Campfire at night in the campground and of course some "smores" had to be on the programme, camping is not the same withour smores!

Beautiful  Sunwapta waterfall with cirques, round waterholes formed in the rocks, by the constant whirling of water from the falls.

Snocoach driving on the Columbian icefield, up to the Athabascan Glacier, where we got out for a walk on the glacier, what an experience.

This is what the snocoach looked like an amazing vehicle that has so much tarction that it can go up and down very steep icy hills.

Overlook from Bow Summit over a huge glacier lake with deep blue colors.

Lake Louise, probably the  most famous of Lakes from the Banff/Jasper parks and rightly so it was picture perfect when we were there. The sun was shinning and the snow glistering and very few people.

From lake Louise we took a nice long (and strenious) hike up to Lake Agnes, where we were rewarded with a cup of tea and tea biscuits at a log building teahouse from 1921.

Off to the hotpools,  just what the doctor ordered, after a nice long hike.

When you stay in one of the many nice National Park campgrounds you have to pay a fee for the campfire but that does include the firewood, no.........that is not all ours!
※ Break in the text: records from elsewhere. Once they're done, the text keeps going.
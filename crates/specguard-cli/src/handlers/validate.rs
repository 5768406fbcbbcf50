//! Validate command handler

use crate::cli::ValidateArgs;
use crate::config::{Config, ValidationConfig};
use crate::error::{Error, Result};
use crate::logging::timing::Timer;
use crate::output::{OutputWriter, ValidationSummary};
use crate::provider::{HttpProvider, HttpProviderConfig};
use specguard_core::loader::file_origin;
use specguard_core::{ChainProvider, FileProvider, Report, Validator};
use std::path::PathBuf;
use tracing::{info, instrument};
use url::Url;

/// Where the root document comes from
#[derive(Debug, Clone, PartialEq, Eq)]
pub enum Source {
    File(PathBuf),
    Remote(Url),
}

impl Source {
    /// Interpret a command-line source as a local path or an http(s) URL
    pub fn parse(raw: &str) -> Result<Self> {
        match Url::parse(raw) {
            Ok(url) if matches!(url.scheme(), "http" | "https") => Ok(Self::Remote(url)),
            Ok(url) if url.scheme() == "file" => url
                .to_file_path()
                .map(Self::File)
                .map_err(|_| Error::invalid_args(format!("'{}' is not a local file URL", raw))),
            // Single letters are Windows drive prefixes
            Ok(url) if url.scheme().len() > 1 => Err(Error::invalid_args(format!(
                "Unsupported source scheme '{}'; use a file path or an http(s) URL",
                url.scheme()
            ))),
            _ => Ok(Self::File(PathBuf::from(raw))),
        }
    }

    /// Origin URL the validator resolves relative references against
    pub fn origin(&self) -> Result<Url> {
        match self {
            Self::File(path) => {
                if !path.is_file() {
                    return Err(Error::FileNotFound { path: path.clone() });
                }
                Ok(file_origin(path)?)
            }
            Self::Remote(url) => Ok(url.clone()),
        }
    }

    fn is_remote(&self) -> bool {
        matches!(self, Self::Remote(_))
    }
}

/// Build a validator whose providers follow the settings
pub fn build_validator(settings: &ValidationConfig) -> Result<Validator> {
    let mut providers = ChainProvider::new().with(FileProvider::new());
    if settings.allow_remote {
        providers = providers.with(HttpProvider::new(HttpProviderConfig {
            timeout_secs: settings.timeout_secs,
            ..HttpProviderConfig::default()
        })?);
    }
    Ok(Validator::with_config(settings.validator_config()).with_provider(providers))
}

/// Validate `source`, returning the report of a document that could be
/// fetched and whose version could be determined
#[instrument(skip(settings), fields(source = %raw_source))]
pub fn validate_source(raw_source: &str, settings: &ValidationConfig) -> Result<Report> {
    let source = Source::parse(raw_source)?;
    if source.is_remote() && !settings.allow_remote {
        return Err(Error::invalid_args(
            "remote fetching is disabled but the source is an http(s) URL",
        ));
    }
    let origin = source.origin()?;
    let validator = build_validator(settings)?;

    let timer = Timer::with_details("validate_document", origin.as_str());
    let report = validator.report_url(&origin)?;
    timer.finish();

    info!(
        version = ?report.version,
        errors = report.errors.len(),
        "Validation finished"
    );
    Ok(report)
}

/// Handle the validate command
pub fn handle_validate(args: ValidateArgs, config: &Config, output: &mut OutputWriter) -> Result<()> {
    let settings = config.validation.merge_args(&args);
    output.info(&format!("Validating {}", args.source))?;

    let spinner = output.spinner(&format!("Validating {}...", args.source));
    let result = validate_source(&args.source, &settings);
    if let Some(pb) = spinner {
        pb.finish_and_clear();
    }
    let report = result?;

    let summary = ValidationSummary::new(args.source.as_str(), &report, args.show_context);
    output.summary(&summary)?;

    if summary.valid {
        Ok(())
    } else {
        Err(Error::Invalid {
            count: summary.error_count,
        })
    }
}
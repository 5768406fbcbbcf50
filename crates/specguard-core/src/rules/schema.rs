//! Rules on schema objects and the schemas of media types
//!
//! Copyright (c) 2025 Specguard Team
//! Licensed under the Apache-2.0 license

use super::{effective_schema, Node, RuleContext, Scope, SemanticRule, Site, Usage};
use crate::document::{child_path, PathSegment};
use crate::keywords::Dialect;
use crate::resolver::reference_of;
use crate::validator::{ErrorKind, ValidationError};
use serde_json::Value;

fn flag(value: &Value, name: &str) -> bool {
    value.get(name) == Some(&Value::Bool(true))
}

/// `readOnly` and `writeOnly` consistency
///
/// A schema cannot carry both flags. Below a request body no schema may
/// require a `readOnly` property; below a response no schema may require a
/// `writeOnly` property. `allOf` members are covered by the schema that
/// combines them.
pub struct ReadWriteOnly;

impl ReadWriteOnly {
    const ID: &'static str = "read-write-only";

    fn required_violations(node: &Node<'_>, cx: &mut RuleContext<'_, '_>, usage: Usage) -> Vec<ValidationError> {
        let (forbidden, location) = match usage {
            Usage::Request => ("readOnly", "a request body"),
            Usage::Response => ("writeOnly", "a response"),
            Usage::Neutral => return Vec::new(),
        };

        let effective = effective_schema(cx, node.at);
        let mut errors = Vec::new();
        for name in &effective.required {
            let Some(property) = effective.property(name) else {
                continue;
            };
            let marked = flag(property.node(), forbidden)
                || cx.resolve(property).is_some_and(|target| flag(target.node(), forbidden));
            if marked {
                errors.push(ValidationError::rule(
                    Self::ID,
                    format!(
                        "Property '{}' is {} and cannot be required in {}",
                        name, forbidden, location
                    ),
                    node.path.to_vec(),
                    &[forbidden],
                ));
            }
        }
        errors
    }
}

impl SemanticRule for ReadWriteOnly {
    fn id(&self) -> &'static str {
        Self::ID
    }

    fn scopes(&self) -> &'static [Scope] {
        &[Scope::Schema, Scope::ReferencedSchema]
    }

    fn check(&self, node: &Node<'_>, cx: &mut RuleContext<'_, '_>) -> Vec<ValidationError> {
        match node.site {
            Site::Schema { all_of_member, usage } => {
                if flag(node.value(), "readOnly") && flag(node.value(), "writeOnly") {
                    return vec![ValidationError::rule(
                        Self::ID,
                        "Schema cannot be both readOnly and writeOnly",
                        node.path.to_vec(),
                        &[],
                    )];
                }
                if all_of_member {
                    return Vec::new();
                }
                Self::required_violations(node, cx, usage)
            }
            Site::ReferencedSchema {
                all_of_member: false,
                usage,
            } => Self::required_violations(node, cx, usage),
            _ => Vec::new(),
        }
    }
}

/// Every name listed in `required` is declared in `properties`
///
/// Properties contributed by `allOf` members count. Schemas that are
/// themselves `allOf` members, or that admit undeclared properties through
/// `additionalProperties`, `patternProperties` or alternatives, are skipped.
pub struct RequiredProperties;

impl RequiredProperties {
    const ID: &'static str = "required-properties";
}

impl SemanticRule for RequiredProperties {
    fn id(&self) -> &'static str {
        Self::ID
    }

    fn scopes(&self) -> &'static [Scope] {
        &[Scope::Schema]
    }

    fn check(&self, node: &Node<'_>, cx: &mut RuleContext<'_, '_>) -> Vec<ValidationError> {
        let Site::Schema { all_of_member: false, .. } = node.site else {
            return Vec::new();
        };
        let Some(map) = node.object() else {
            return Vec::new();
        };
        let Some(required) = map.get("required").and_then(Value::as_array) else {
            return Vec::new();
        };
        if matches!(map.get("additionalProperties"), Some(Value::Object(_) | Value::Bool(true)))
            || ["patternProperties", "anyOf", "oneOf"].iter().any(|k| map.contains_key(*k))
        {
            return Vec::new();
        }

        let effective = effective_schema(cx, node.at);
        let mut missing: Vec<&str> = Vec::new();
        for name in required.iter().filter_map(Value::as_str) {
            if !effective.declares(name) && !missing.contains(&name) {
                missing.push(name);
            }
        }
        if missing.is_empty() {
            return Vec::new();
        }

        vec![ValidationError::rule(
            Self::ID,
            format!("Required list has not defined properties: {}", missing.join(", ")),
            node.path_to(["required"]),
            &[],
        )]
    }
}

/// A schema's `default` is valid against the schema itself
pub struct SchemaDefault;

impl SchemaDefault {
    pub const ID: &'static str = "schema-default";
}

impl SemanticRule for SchemaDefault {
    fn id(&self) -> &'static str {
        Self::ID
    }

    fn scopes(&self) -> &'static [Scope] {
        &[Scope::Schema]
    }

    fn check(&self, node: &Node<'_>, cx: &mut RuleContext<'_, '_>) -> Vec<ValidationError> {
        let Some(default) = node.value().get("default") else {
            return Vec::new();
        };
        // In 3.0 `$ref` replaces its siblings, `default` included
        if cx.dialect() == Dialect::Draft4Oas30 && reference_of(node.value()).is_some() {
            return Vec::new();
        }
        if default.is_null() && cx.dialect() == Dialect::Draft4Oas30 && flag(node.value(), "nullable") {
            return Vec::new();
        }

        let path = child_path(node.path, "default");
        cx.keywords
            .check(cx.resolution, default, node.at, &path)
            .into_iter()
            .map(|error| {
                let mut schema_path = vec![PathSegment::from(Self::ID)];
                schema_path.extend(error.schema_path);
                ValidationError {
                    schema_path,
                    kind: ErrorKind::Rule(Self::ID.to_string()),
                    ..error
                }
            })
            .collect()
    }
}

/// Discriminator mapping values resolve, and to one of the alternatives
pub struct DiscriminatorMapping;

impl DiscriminatorMapping {
    const ID: &'static str = "discriminator-mapping";
}

impl SemanticRule for DiscriminatorMapping {
    fn id(&self) -> &'static str {
        Self::ID
    }

    fn scopes(&self) -> &'static [Scope] {
        &[Scope::Schema]
    }

    fn check(&self, node: &Node<'_>, cx: &mut RuleContext<'_, '_>) -> Vec<ValidationError> {
        let Some(map) = node.object() else {
            return Vec::new();
        };
        let Some(mapping) = map
            .get("discriminator")
            .and_then(|discriminator| discriminator.get("mapping"))
            .and_then(Value::as_object)
        else {
            return Vec::new();
        };

        let mut alternatives = Vec::new();
        let mut has_alternatives = false;
        for keyword in ["oneOf", "anyOf"] {
            let Some(members) = map.get(keyword).and_then(Value::as_array) else {
                continue;
            };
            has_alternatives = true;
            for index in 0..members.len() {
                let member = node.at.child(keyword).child(index);
                if let Some(target) = cx.resolve(&member) {
                    alternatives.push(target.key());
                }
            }
        }

        let mut errors = Vec::new();
        for (name, value) in mapping {
            let Some(target) = value.as_str() else {
                continue;
            };
            // A bare schema name stands for a component schema
            let reference = if target.contains('/') || target.contains('#') {
                target.to_string()
            } else {
                format!("#/components/schemas/{}", target)
            };
            let path = node.path_to(["discriminator", "mapping", name.as_str()]);

            match cx.resolution.resolve_reference(node.at, &reference) {
                Err(error) => errors.push(ValidationError::rule(
                    Self::ID,
                    format!("Discriminator mapping '{}' does not resolve: {}", name, error),
                    path,
                    &["mapping"],
                )),
                Ok(resolution) if has_alternatives && !alternatives.contains(&resolution.target.key()) => {
                    errors.push(ValidationError::rule(
                        Self::ID,
                        format!(
                            "Discriminator mapping '{}' points to '{}', which is not one of the oneOf/anyOf schemas",
                            name, target
                        ),
                        path,
                        &["mapping"],
                    ))
                }
                Ok(_) => {}
            }
        }
        errors
    }
}
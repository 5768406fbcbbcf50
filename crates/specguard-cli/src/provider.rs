//! HTTP document provider
//!
//! Fetches `http` and `https` documents for the validator, blocking on each
//! request. Other schemes are left to the next provider in the chain.

use crate::error::{Error, Result};
use reqwest::blocking::Client;
use reqwest::header::CONTENT_TYPE;
use reqwest::StatusCode;
use serde_json::Value;
use specguard_core::{DocumentParser, DocumentProvider, Format, ProviderError};
use std::time::Duration;
use tracing::{debug, warn};
use url::Url;

/// Configuration for the HTTP provider
#[derive(Debug, Clone)]
pub struct HttpProviderConfig {
    /// Request timeout in seconds
    pub timeout_secs: u64,
    /// Sent as the `User-Agent` header
    pub user_agent: String,
}

impl Default for HttpProviderConfig {
    fn default() -> Self {
        Self {
            timeout_secs: 30,
            user_agent: concat!("specguard/", env!("CARGO_PKG_VERSION")).to_string(),
        }
    }
}

/// Provider fetching documents over HTTP(S)
#[derive(Debug)]
pub struct HttpProvider {
    client: Client,
    parser: DocumentParser,
}

impl HttpProvider {
    /// Create a new HTTP provider
    pub fn new(config: HttpProviderConfig) -> Result<Self> {
        let client = Client::builder()
            .timeout(Duration::from_secs(config.timeout_secs))
            .user_agent(config.user_agent)
            .build()
            .map_err(|e| Error::network(format!("Failed to create HTTP client: {}", e)))?;

        Ok(Self {
            client,
            parser: DocumentParser::new(),
        })
    }
}

impl DocumentProvider for HttpProvider {
    fn fetch(&self, origin: &Url) -> std::result::Result<Value, ProviderError> {
        if !matches!(origin.scheme(), "http" | "https") {
            return Err(ProviderError::unsupported_scheme(origin));
        }

        debug!(origin = %origin, "fetching remote document");
        let response = self
            .client
            .get(origin.clone())
            .send()
            .map_err(|e| ProviderError::transport(origin, e.to_string()))?;

        let status = response.status();
        if status == StatusCode::NOT_FOUND || status == StatusCode::GONE {
            return Err(ProviderError::not_found(origin));
        }
        if !status.is_success() {
            warn!(origin = %origin, status = status.as_u16(), "remote document request failed");
            return Err(ProviderError::transport(origin, format!("HTTP status {}", status)));
        }

        let hint = Format::from_url(origin).or_else(|| {
            response
                .headers()
                .get(CONTENT_TYPE)
                .and_then(|value| value.to_str().ok())
                .and_then(format_from_content_type)
        });
        let body = response
            .text()
            .map_err(|e| ProviderError::transport(origin, e.to_string()))?;

        let (document, format) = self
            .parser
            .parse_with_fallback(&body, hint, origin.as_str())
            .map_err(|e| ProviderError::parse(origin, e))?;
        debug!(origin = %origin, format = ?format, bytes = body.len(), "fetched remote document");
        Ok(document)
    }
}

/// Document format named by a `Content-Type` header value
fn format_from_content_type(content_type: &str) -> Option<Format> {
    let essence = content_type.split(';').next()?.trim().to_ascii_lowercase();
    if essence == "application/json" || essence.ends_with("+json") {
        Some(Format::Json)
    } else if essence.contains("yaml") {
        Some(Format::Yaml)
    } else {
        None
    }
}
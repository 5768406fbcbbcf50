//! Error types and handling for the CLI
//!
//! This module provides error types and utilities for handling
//! various failure modes in the CLI application.

use specguard_core::{LoaderError, ProviderError, ValidateError, VersionDetectionError};
use std::io;
use std::path::PathBuf;

/// Result type alias for CLI operations
pub type Result<T> = std::result::Result<T, Error>;

/// Main error type for CLI operations
#[derive(Debug, thiserror::Error)]
pub enum Error {
    /// IO error (file operations, etc.)
    #[error("IO error: {0}")]
    Io(#[from] io::Error),

    /// The document was validated and violations were found
    #[error("Document is invalid: {count} error(s) found")]
    Invalid { count: usize },

    /// File not found
    #[error("File not found: {}", path.display())]
    FileNotFound { path: PathBuf },

    /// The document could not be parsed as YAML or JSON
    #[error("Parse error: {0}")]
    Parse(String),

    /// Configuration error
    #[error("Configuration error: {0}")]
    Config(String),

    /// The OpenAPI version could not be determined
    #[error("Version error: {0}")]
    Version(#[from] VersionDetectionError),

    /// Network error
    #[error("Network error: {0}")]
    Network(String),

    /// JSON serialization/deserialization error
    #[error("JSON error: {0}")]
    Json(#[from] serde_json::Error),

    /// YAML serialization/deserialization error
    #[error("YAML error: {0}")]
    Yaml(#[from] serde_yaml::Error),

    /// Invalid argument combination
    #[error("Invalid arguments: {0}")]
    InvalidArgs(String),

    /// Generic error with context
    #[error("{message}")]
    Other { message: String },
}

impl Error {
    /// Create a configuration error
    pub fn config(message: impl Into<String>) -> Self {
        Self::Config(message.into())
    }

    /// Create an invalid arguments error
    pub fn invalid_args(message: impl Into<String>) -> Self {
        Self::InvalidArgs(message.into())
    }

    /// Create a network error
    pub fn network(message: impl Into<String>) -> Self {
        Self::Network(message.into())
    }

    /// Create a generic error with message
    pub fn other(message: impl Into<String>) -> Self {
        Self::Other {
            message: message.into(),
        }
    }

    /// Get the exit code for this error
    pub fn exit_code(&self) -> i32 {
        match self {
            Self::Io(_) => 1,
            Self::Invalid { .. } => 2,
            Self::FileNotFound { .. } => 3,
            Self::Parse(_) => 4,
            Self::Config(_) => 5,
            Self::Version(_) => 6,
            Self::Network(_) => 10,
            Self::Json(_) => 12,
            Self::Yaml(_) => 13,
            Self::InvalidArgs(_) => 64,
            Self::Other { .. } => 99,
        }
    }

    /// Check if this error should display usage help
    pub fn should_show_help(&self) -> bool {
        matches!(self, Self::InvalidArgs(_))
    }
}

impl From<LoaderError> for Error {
    fn from(error: LoaderError) -> Self {
        match error {
            LoaderError::IoError { path, source } if source.kind() == io::ErrorKind::NotFound => {
                Self::FileNotFound { path }
            }
            LoaderError::IoError { source, .. } => Self::Io(source),
            LoaderError::UnsupportedFormat { .. } => Self::invalid_args(error.to_string()),
            other => Self::Parse(other.to_string()),
        }
    }
}

impl From<ProviderError> for Error {
    fn from(error: ProviderError) -> Self {
        match error {
            ProviderError::NotFound { origin } if origin.scheme() == "file" => Self::FileNotFound {
                path: origin
                    .to_file_path()
                    .unwrap_or_else(|_| PathBuf::from(origin.path())),
            },
            ProviderError::Parse { source, .. } => source.into(),
            ProviderError::UnsupportedScheme { .. } => Self::invalid_args(error.to_string()),
            other => Self::network(other.to_string()),
        }
    }
}

impl From<ValidateError> for Error {
    fn from(error: ValidateError) -> Self {
        match error {
            ValidateError::Version(error) => error.into(),
            ValidateError::Invalid(invalid) => Self::Invalid { count: invalid.len() },
            ValidateError::Fetch(error) => error.into(),
            ValidateError::Load(error) => error.into(),
        }
    }
}

/// Format an error for display to the user
pub fn format_error(error: &Error, use_color: bool) -> String {
    if use_color {
        use colored::Colorize;
        format!("{} {}", "Error:".red().bold(), error)
    } else {
        format!("Error: {}", error)
    }
}

#[cfg(test)]
mod tests {
    use super::*;
    use url::Url;

    #[test]
    fn test_exit_codes_are_distinct_for_failure_classes() {
        let invalid = Error::Invalid { count: 3 };
        let version = Error::from(VersionDetectionError::Missing);
        let network = Error::network("connection refused");

        assert_eq!(invalid.exit_code(), 2);
        assert_eq!(version.exit_code(), 6);
        assert_eq!(network.exit_code(), 10);
        assert!(!invalid.should_show_help());
        assert!(Error::invalid_args("bad source").should_show_help());
    }

    #[test]
    fn test_missing_file_maps_to_file_not_found() {
        let io = io::Error::new(io::ErrorKind::NotFound, "gone");
        let error = Error::from(LoaderError::io_error(PathBuf::from("api.yaml"), io));
        assert!(matches!(error, Error::FileNotFound { ref path } if path == &PathBuf::from("api.yaml")));
        assert_eq!(error.exit_code(), 3);
    }

    #[test]
    fn test_parse_failure_maps_to_parse() {
        let source = serde_json::from_str::<serde_json::Value>("{").unwrap_err();
        let origin = Url::parse("https://example.com/api.json").unwrap();
        let error = Error::from(ProviderError::parse(&origin, LoaderError::json_parse_error("api.json", source)));
        assert!(matches!(error, Error::Parse(_)));
        assert_eq!(error.exit_code(), 4);
    }

    #[test]
    fn test_remote_not_found_is_network_error() {
        let origin = Url::parse("https://example.com/api.json").unwrap();
        assert!(matches!(Error::from(ProviderError::not_found(&origin)), Error::Network(_)));

        let file = Url::parse("file:///tmp/absent.yaml").unwrap();
        assert!(matches!(
            Error::from(ProviderError::not_found(&file)),
            Error::FileNotFound { .. }
        ));
    }

    #[test]
    fn test_format_error_without_color() {
        let error = Error::config("unknown key");
        assert_eq!(format_error(&error, false), "Error: Configuration error: unknown key");
    }
}
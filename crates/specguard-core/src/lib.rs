//! Specguard Core - OpenAPI 3.0 and 3.1 document validation
//!
//! This crate validates API description documents against the structural
//! and semantic rules of their declared OpenAPI version and reports every
//! violation found, not just the first one.
//!
//! ## Features
//!
//! - **Version Detection**: the `openapi` field selects the 3.0 or 3.1 rule set
//! - **Reference Resolution**: local and cross-document `$ref`, with cycle
//!   detection and a per-run cache; documents are never rewritten
//! - **Keyword Validation**: a JSON Schema engine covering the draft-04
//!   dialect of OpenAPI 3.0 and the 2020-12 dialect of OpenAPI 3.1
//! - **Semantic Rules**: path parameters, server variables, discriminator
//!   mappings, `readOnly`/`writeOnly` usage and more
//! - **Detailed Error Reporting**: each error carries its document path and
//!   the schema path or rule that produced it
//!
//! ## Quick Start
//!
//! ```rust
//! use serde_json::json;
//! use specguard_core::{validate, ValidateError};
//!
//! let document = json!({
//!     "openapi": "3.0.3",
//!     "info": {"title": "Pets", "version": "1.0.0"},
//!     "servers": [{"url": "https://{region}.example.com"}],
//!     "paths": {}
//! });
//!
//! match validate(&document, None) {
//!     Ok(()) => println!("valid"),
//!     Err(ValidateError::Invalid(invalid)) => {
//!         for error in &invalid.errors {
//!             println!("{}", error);
//!         }
//!     }
//!     Err(other) => println!("cannot validate: {}", other),
//! }
//! ```
//!
//! Copyright (c) 2025 Specguard Team
//! Licensed under the Apache-2.0 license

pub mod document;
pub mod keywords;
pub mod loader;
pub mod resolver;
pub mod rules;
pub mod validator;
pub mod versioning;

// Re-export commonly used types
pub use document::{Document, PathSegment, RefKey, Resolved, INLINE_ORIGIN};
pub use keywords::{check_keywords, Dialect, KeywordValidator};
pub use loader::{
    ChainProvider, DocumentParser, DocumentProvider, FileProvider, Format, InMemoryProvider, LoaderError,
    ProviderError,
};
pub use resolver::{ResolutionContext, Resolution, ResolveError};
pub use rules::{Scope, SemanticRule};
pub use validator::{
    validate, AggregateValidationError, ErrorAggregate, ErrorKind, Report, ValidateError, ValidationError,
    Validator, ValidatorConfig,
};
pub use versioning::{detect, OpenApiVersion, VersionDetectionError, VersionSpec};
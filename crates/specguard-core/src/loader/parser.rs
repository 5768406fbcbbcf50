//! Document parsing for YAML and JSON formats
//!
//! Copyright (c) 2025 Specguard Team
//! Licensed under the Apache-2.0 license

use crate::loader::error::{LoaderError, LoaderResult};
use serde_json::Value;
use std::path::Path;
use url::Url;

/// Supported document formats
#[derive(Debug, Clone, Copy, PartialEq, Eq)]
pub enum Format {
    /// YAML format (.yaml, .yml)
    Yaml,
    /// JSON format (.json)
    Json,
}

impl Format {
    /// Detect format from file extension
    pub fn from_path(path: &Path) -> LoaderResult<Self> {
        path.extension()
            .and_then(|ext| ext.to_str())
            .and_then(Self::from_extension)
            .ok_or_else(|| LoaderError::unsupported_format(path.to_path_buf()))
    }

    /// Detect format from the last path segment of a URL
    pub fn from_url(origin: &Url) -> Option<Self> {
        origin
            .path_segments()
            .and_then(|mut segments| segments.next_back())
            .and_then(|name| name.rsplit_once('.'))
            .and_then(|(_, extension)| Self::from_extension(extension))
    }

    fn from_extension(extension: &str) -> Option<Self> {
        match extension.to_lowercase().as_str() {
            "yaml" | "yml" => Some(Format::Yaml),
            "json" => Some(Format::Json),
            _ => None,
        }
    }

    /// Get file extensions for this format
    pub fn extensions(&self) -> &'static [&'static str] {
        match self {
            Format::Yaml => &["yaml", "yml"],
            Format::Json => &["json"],
        }
    }
}

/// Parser turning YAML or JSON text into a document tree
#[derive(Debug, Default, Clone, Copy)]
pub struct DocumentParser;

impl DocumentParser {
    /// Create a new document parser
    pub fn new() -> Self {
        Self
    }

    /// Parse a document file, detecting format from extension
    pub fn parse_file(&self, path: &Path) -> LoaderResult<Value> {
        let content = std::fs::read_to_string(path)
            .map_err(|e| LoaderError::io_error(path.to_path_buf(), e))?;
        let origin = path.display().to_string();

        match Format::from_path(path) {
            Ok(format) => self.parse_content(&content, format, &origin),
            Err(_) => self.parse_with_fallback(&content, None, &origin).map(|(value, _)| value),
        }
    }

    /// Parse document content with explicit format
    pub fn parse_content(&self, content: &str, format: Format, origin: &str) -> LoaderResult<Value> {
        match format {
            Format::Yaml => self.parse_yaml(content, origin),
            Format::Json => self.parse_json(content, origin),
        }
    }

    /// Parse YAML content
    pub fn parse_yaml(&self, content: &str, origin: &str) -> LoaderResult<Value> {
        // First parse as YAML Value to catch YAML-specific errors
        let yaml_value: serde_yaml::Value = serde_yaml::from_str(content)
            .map_err(|e| LoaderError::yaml_parse_error(origin, e))?;

        // Integer mapping keys such as response codes become strings here
        serde_json::to_value(yaml_value).map_err(|e| LoaderError::ConversionError {
            origin: origin.to_string(),
            reason: e.to_string(),
        })
    }

    /// Parse JSON content
    pub fn parse_json(&self, content: &str, origin: &str) -> LoaderResult<Value> {
        serde_json::from_str(content).map_err(|e| LoaderError::json_parse_error(origin, e))
    }

    /// Parse with a format hint, falling back to JSON then YAML
    pub fn parse_with_fallback(
        &self,
        content: &str,
        hint: Option<Format>,
        origin: &str,
    ) -> LoaderResult<(Value, Format)> {
        let hinted = hint.map(|format| (format, self.parse_content(content, format, origin)));
        let hint_error = match hinted {
            Some((format, Ok(value))) => return Ok((value, format)),
            Some((_, Err(error))) => Some(error),
            None => None,
        };

        if hint != Some(Format::Json) {
            if let Ok(value) = self.parse_json(content, origin) {
                return Ok((value, Format::Json));
            }
        }

        if hint != Some(Format::Yaml) {
            match self.parse_yaml(content, origin) {
                Ok(value) => return Ok((value, Format::Yaml)),
                Err(error) => return Err(hint_error.unwrap_or(error)),
            }
        }

        // Only reachable with a YAML hint whose parse failed
        Err(hint_error.unwrap_or_else(|| LoaderError::ConversionError {
            origin: origin.to_string(),
            reason: "content is neither JSON nor YAML".to_string(),
        }))
    }
}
A visit to Banff and or Jasper is not complete without a visit to one of the many legendary Lodges. This is the  Fairmont Banff Lodge, which was built for the rich train tourists in the early 1900's. Margreet and Ian took us for lunch there on our last day together, very special.

We had absolute beautiful weather travelling with Margreet and Ian, it looked like autumn had come back, look at the cute guy(squirrel) admidst the autumn leaves.

After having dropped off Margreet and Ian at the Calgarry airport we took the cowboy trail direction Lethbridge and onto Waterton Lake. We stopped at a "show-ranch" and rode the wagon, drank a bush coffee and looked at a lot of history of the ranchers, their practices and their buildings.

Cow-girl in the making!

On the map we spotted a place name which stated:Head smashed in Buffalo jump and went to investigate what this could be. It was a museum on a sacred Indian side, were once the Buffalo roamed in the millions  they were driven of cliffs by way off hunting, that explains the name. It was a way of living and sustainable for the Indians but as sad as it was when the settlers came and they brought their guns  the Buffalo'almost became exstinct and are only now being fostered and are coming back slowly. 

We had another very varied and interesting month with the highlight being the visit of Margreet and Ian, spending a beautiful sunny week together in Banff/ Jasper National Park.